Introducing Firecrawl Research Index: a specialized index for agentic AI/ML research

AI/ML research moves fast, and the work that matters is split between new papers and the code that implements them. Most search providers omit or misrank key papers, leaving you to review sources by hand without ever being sure you've caught everything.

Today we're launching Firecrawl Research Index, a specialized index for agents pushing the frontier of AI/ML research. It gives agents the entire AI/ML literature and the code behind it, plus the tools to turn them into answers — agents retrieve the right papers, verify claims against full text, and pull code for implementation autonomously.

On arXivQA, the index has state-of-the-art recall, 18% above the next best provider at similar cost. It also scores 0.750 MRR, meaning the correct paper lands in the top two results.

How the Firecrawl Research Index makes agentic deep research easier

Highest recall, at comparable cost

On arXivQA, the index hits 53.3% recall at $0.32 per task, against 45.4% for the next best provider. Your agent works from a fuller set of papers without paying a premium.

Aemon (YC W26), which builds autonomous AI research engineers, saw the same pattern in their own benchmark of scientific and technical retrieval systems:

Aemon is building autonomous AI research engineer that solve hard scientific and technical problems. To do that, our systems must continuously learn from the frontier of research—papers, implementations, benchmarks, and technical discussions across the web.

We use Firecrawl Research as part of the retrieval stack behind Aemon.
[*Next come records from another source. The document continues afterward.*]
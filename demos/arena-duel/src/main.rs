//! In-process arena duel.
//!
//! A server task and a client task exchange real Arenalink frames over
//! Tokio channels: connect, countdown, snapshot, a delta per tick,
//! combat events, two opportunities (one answered, one left to expire),
//! a cinematic extension with a retransmission, and the final result.
//!
//! ```text
//! cargo run -p arena-duel                  # defaults
//! cargo run -p arena-duel -- duel.json     # DemoConfig from JSON
//! RUST_LOG=debug cargo run -p arena-duel   # per-frame logging
//! ```

mod client;
mod server;

use std::path::Path;
use std::sync::Arc;

use arenalink::prelude::*;
use serde::{Deserialize, Serialize};
use tokio::sync::mpsc;
use tracing::info;
use tracing_subscriber::{EnvFilter, fmt, prelude::*};

pub type DemoResult<T = ()> = Result<T, Box<dyn std::error::Error + Send + Sync>>;

/// The server-controlled fighter (slot 0).
pub const OPPONENT: EntityId = EntityId(1);
/// The client's fighter (slot 1).
pub const PLAYER: EntityId = EntityId(2);

// ---------------------------------------------------------------------------
// Configuration
// ---------------------------------------------------------------------------

/// Everything the duel can be tuned with. Missing fields keep defaults.
#[derive(Debug, Clone, Serialize, Deserialize)]
#[serde(default)]
pub struct DemoConfig {
    pub codec: CompactCodecConfig,
    /// Use the JSON codec instead of the compact one.
    pub json: bool,
    pub sync: SyncConfig,
    pub exchange: ExchangeConfig,
    /// Length of the match in ticks.
    pub ticks: u32,
    pub tick_ms: u64,
}

impl Default for DemoConfig {
    fn default() -> Self {
        Self {
            codec: CompactCodecConfig::default(),
            json: false,
            sync: SyncConfig::default(),
            exchange: ExchangeConfig::default(),
            ticks: 60,
            tick_ms: 50,
        }
    }
}

impl DemoConfig {
    fn load(path: &Path) -> DemoResult<Self> {
        let text = std::fs::read_to_string(path)?;
        let mut config: Self = serde_json::from_str(&text)?;
        config.ticks = config.ticks.max(12);
        config.tick_ms = config.tick_ms.max(1);
        Ok(config)
    }
}

// ---------------------------------------------------------------------------
// Bootstrap
// ---------------------------------------------------------------------------

/// Runs one duel with `codec` on both ends.
async fn duel<C: PayloadCodec>(codec: C, config: DemoConfig) -> DemoResult {
    let codec = Arc::new(codec);
    let (to_client, from_server) = mpsc::channel::<Vec<u8>>(64);
    let (to_server, from_client) = mpsc::channel::<Vec<u8>>(64);

    let server = tokio::spawn(server::run(
        Arc::clone(&codec),
        config.clone(),
        to_client,
        from_client,
    ));
    let client = tokio::spawn(client::run(codec, to_server, from_server));

    server.await??;
    let summary = client.await??;

    info!(
        ticks = summary.last_tick,
        frames = summary.frames,
        bytes = summary.bytes,
        "duel finished"
    );
    for entity in &summary.entities {
        info!(
            entity = %entity.entity_id,
            x = entity.x,
            health = entity.health,
            "final client view"
        );
    }
    Ok(())
}

#[tokio::main]
async fn main() -> DemoResult {
    tracing_subscriber::registry()
        .with(fmt::layer())
        .with(EnvFilter::try_from_default_env().unwrap_or_else(|_| EnvFilter::new("info")))
        .init();

    let config = match std::env::args().nth(1) {
        Some(path) => DemoConfig::load(Path::new(&path))?,
        None => DemoConfig::default(),
    };
    info!(ticks = config.ticks, json = config.json, "starting arena duel");

    if config.json {
        duel(JsonCodec, config).await
    } else {
        duel(CompactCodec::new(config.codec.clone()), config).await
    }
}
In our internal benchmark of scientific and technical retrieval systems, it delivered the strongest recall of any provider we tested, particularly at deeper search depths where comprehensive coverage is critical. Firecrawl consistently surfaced relevant scientific and technical sources that would otherwise have been missed.

— Ray Xu, Co-Founder, Aemon (YC W26)

Surface the right source first

On arXivQA, the index scores 0.750 MRR, meaning the correct paper lands in the top two results. Higher MRR means fewer wasted tokens before an agent finds what it actually needs.

Search millions of papers alongside their code

The index includes all 3M+ arXiv papers, plus GitHub artifacts from top research repos (issues, merged PRs, READMEs), refreshed daily so agents always stay current.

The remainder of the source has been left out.